_What is expected_. The expected output is every entry, repeated word for word.

----- Source material -----

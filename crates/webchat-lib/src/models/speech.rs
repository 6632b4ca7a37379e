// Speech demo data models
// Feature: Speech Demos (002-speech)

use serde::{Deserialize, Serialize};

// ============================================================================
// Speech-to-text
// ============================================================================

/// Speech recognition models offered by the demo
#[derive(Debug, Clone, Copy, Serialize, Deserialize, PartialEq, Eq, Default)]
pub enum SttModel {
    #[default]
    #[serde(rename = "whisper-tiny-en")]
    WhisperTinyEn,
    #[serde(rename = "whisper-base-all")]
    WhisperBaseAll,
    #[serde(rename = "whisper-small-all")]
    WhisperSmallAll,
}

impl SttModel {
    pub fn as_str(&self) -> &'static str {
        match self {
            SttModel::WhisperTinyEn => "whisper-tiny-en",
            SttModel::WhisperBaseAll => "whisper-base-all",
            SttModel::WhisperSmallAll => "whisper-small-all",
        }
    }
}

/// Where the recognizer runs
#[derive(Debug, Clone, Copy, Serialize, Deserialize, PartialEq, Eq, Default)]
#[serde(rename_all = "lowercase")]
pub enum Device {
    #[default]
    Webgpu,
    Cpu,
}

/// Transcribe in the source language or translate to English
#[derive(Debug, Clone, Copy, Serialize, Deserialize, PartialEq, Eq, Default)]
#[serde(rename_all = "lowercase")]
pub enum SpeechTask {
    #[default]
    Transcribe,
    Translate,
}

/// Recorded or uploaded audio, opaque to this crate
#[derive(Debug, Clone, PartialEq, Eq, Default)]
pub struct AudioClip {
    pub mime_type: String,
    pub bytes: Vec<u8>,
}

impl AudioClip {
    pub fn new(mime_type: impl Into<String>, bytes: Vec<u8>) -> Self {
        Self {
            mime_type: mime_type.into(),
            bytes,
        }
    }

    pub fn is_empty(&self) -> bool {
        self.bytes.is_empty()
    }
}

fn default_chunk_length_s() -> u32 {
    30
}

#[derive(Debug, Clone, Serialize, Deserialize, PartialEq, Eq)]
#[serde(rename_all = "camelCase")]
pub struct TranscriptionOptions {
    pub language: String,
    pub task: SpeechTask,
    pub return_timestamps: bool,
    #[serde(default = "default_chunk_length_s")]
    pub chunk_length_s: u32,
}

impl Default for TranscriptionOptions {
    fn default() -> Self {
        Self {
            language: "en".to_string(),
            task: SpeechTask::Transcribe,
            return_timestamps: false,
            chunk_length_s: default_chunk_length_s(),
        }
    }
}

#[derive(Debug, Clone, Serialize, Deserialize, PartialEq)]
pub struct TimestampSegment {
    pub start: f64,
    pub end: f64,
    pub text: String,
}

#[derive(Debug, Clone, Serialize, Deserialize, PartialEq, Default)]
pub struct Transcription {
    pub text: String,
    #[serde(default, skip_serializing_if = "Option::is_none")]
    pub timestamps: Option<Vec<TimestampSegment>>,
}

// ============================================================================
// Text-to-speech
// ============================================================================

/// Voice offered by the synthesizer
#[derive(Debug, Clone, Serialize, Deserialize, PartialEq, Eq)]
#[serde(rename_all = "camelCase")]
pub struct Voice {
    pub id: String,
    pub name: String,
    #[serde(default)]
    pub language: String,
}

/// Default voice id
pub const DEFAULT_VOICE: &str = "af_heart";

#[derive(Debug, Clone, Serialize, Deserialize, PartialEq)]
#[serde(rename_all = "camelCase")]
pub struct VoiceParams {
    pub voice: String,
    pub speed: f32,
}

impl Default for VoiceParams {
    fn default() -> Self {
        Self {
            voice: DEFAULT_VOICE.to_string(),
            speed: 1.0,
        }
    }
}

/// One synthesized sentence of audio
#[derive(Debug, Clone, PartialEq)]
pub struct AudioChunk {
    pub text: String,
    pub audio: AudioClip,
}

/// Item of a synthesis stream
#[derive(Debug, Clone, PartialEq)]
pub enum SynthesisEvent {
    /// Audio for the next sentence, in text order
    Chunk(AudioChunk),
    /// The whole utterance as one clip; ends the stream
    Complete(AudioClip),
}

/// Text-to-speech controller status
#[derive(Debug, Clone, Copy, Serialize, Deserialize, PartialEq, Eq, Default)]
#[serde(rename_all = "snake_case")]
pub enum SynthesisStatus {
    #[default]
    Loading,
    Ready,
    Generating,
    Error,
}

-----

_Task output_.
filename crates/webchat-lib/src/models/speech.rs
repository 6632b4ca7a37379e
// Speech demo data models
// Feature: Speech Demos (002-speech)

use serde::{Deserialize, Serialize};

// ============================================================================
// Speech-to-text
// ============================================================================

/// Speech recognition models offered by the demo
#[derive(Debug, Clone, Copy, Serialize, Deserialize, PartialEq, Eq, Default)]
pub enum SttModel {
    #[default]
    #[serde(rename = "whisper-tiny-en")]
    WhisperTinyEn,
    #[serde(rename = "whisper-base-all")]
    WhisperBaseAll,
    #[serde(rename = "whisper-small-all")]
    WhisperSmallAll,
}

impl SttModel {
    pub fn as_str(&self) -> &'static str {
        match self {
            SttModel::WhisperTinyEn => "whisper-tiny-en",
            SttModel::WhisperBaseAll => "whisper-base-all",
            SttModel::WhisperSmallAll => "whisper-small-all",
        }
    }
}

/// Where the recognizer runs
#[derive(Debug, Clone, Copy, Serialize, Deserialize, PartialEq, Eq, Default)]
#[serde(rename_all = "lowercase")]
pub enum Device {
    #[default]
    Webgpu,
    Cpu,
}

/// Transcribe in the source language or translate to English
#[derive(Debug, Clone, Copy, Serialize, Deserialize, PartialEq, Eq, Default)]
#[serde(rename_all = "lowercase")]
pub enum SpeechTask {
    #[default]
    Transcribe,
    Translate,
}

/// Recorded or uploaded audio, opaque to this crate
#[derive(Debug, Clone, PartialEq, Eq, Default)]
pub struct AudioClip {
    pub mime_type: String,
    pub bytes: Vec<u8>,
}

impl AudioClip {
    pub fn new(mime_type: impl Into<String>, bytes: Vec<u8>) -> Self {
        Self {
            mime_type: mime_type.into(),
            bytes,
        }
    }

    pub fn is_empty(&self) -> bool {
        self.bytes.is_empty()
    }
}

fn default_chunk_length_s() -> u32 {
    30
}

#[derive(Debug, Clone, Serialize, Deserialize, PartialEq, Eq)]
#[serde(rename_all = "camelCase")]
pub struct TranscriptionOptions {
    pub language: String,
    pub task: SpeechTask,
    pub return_timestamps: bool,
    #[serde(default = "default_chunk_length_s")]
    pub chunk_length_s: u32,
}

impl Default for TranscriptionOptions {
    fn default() -> Self {
        Self {
            language: "en".to_string(),
            task: SpeechTask::Transcribe,
            return_timestamps: false,
            chunk_length_s: default_chunk_length_s(),
        }
    }
}

#[derive(Debug, Clone, Serialize, Deserialize, PartialEq)]
pub struct TimestampSegment {
    pub start: f64,
    pub end: f64,
    pub text: String,
}

#[derive(Debug, Clone, Serialize, Deserialize, PartialEq, Default)]
pub struct Transcription {
    pub text: String,
    #[serde(default, skip_serializing_if = "Option::is_none")]
    pub timestamps: Option<Vec<TimestampSegment>>,
}

// ============================================================================
// Text-to-speech
// ============================================================================

/// Voice offered by the synthesizer
#[derive(Debug, Clone, Serialize, Deserialize, PartialEq, Eq)]
#[serde(rename_all = "camelCase")]
pub struct Voice {
    pub id: String,
    pub name: String,
    #[serde(default)]
    pub language: String,
}

/// Default voice id
pub const DEFAULT_VOICE: &str = "af_heart";

#[derive(Debug, Clone, Serialize, Deserialize, PartialEq)]
#[serde(rename_all = "camelCase")]
pub struct VoiceParams {
    pub voice: String,
    pub speed: f32,
}

impl Default for VoiceParams {
    fn default() -> Self {
        Self {
            voice: DEFAULT_VOICE.to_string(),
            speed: 1.0,
        }
    }
}

/// One synthesized sentence of audio
#[derive(Debug, Clone, PartialEq)]
pub struct AudioChunk {
    pub text: String,
    pub audio: AudioClip,
}

/// Item of a synthesis stream
#[derive(Debug, Clone, PartialEq)]
pub enum SynthesisEvent {
    /// Audio for the next sentence, in text order
    Chunk(AudioChunk),
    /// The whole utterance as one clip; ends the stream
    Complete(AudioClip),
}

/// Text-to-speech controller status
#[derive(Debug, Clone, Copy, Serialize, Deserialize, PartialEq, Eq, Default)]
#[serde(rename_all = "snake_case")]
pub enum SynthesisStatus {
    #[default]
    Loading,
    Ready,
    Generating,
    Error,
}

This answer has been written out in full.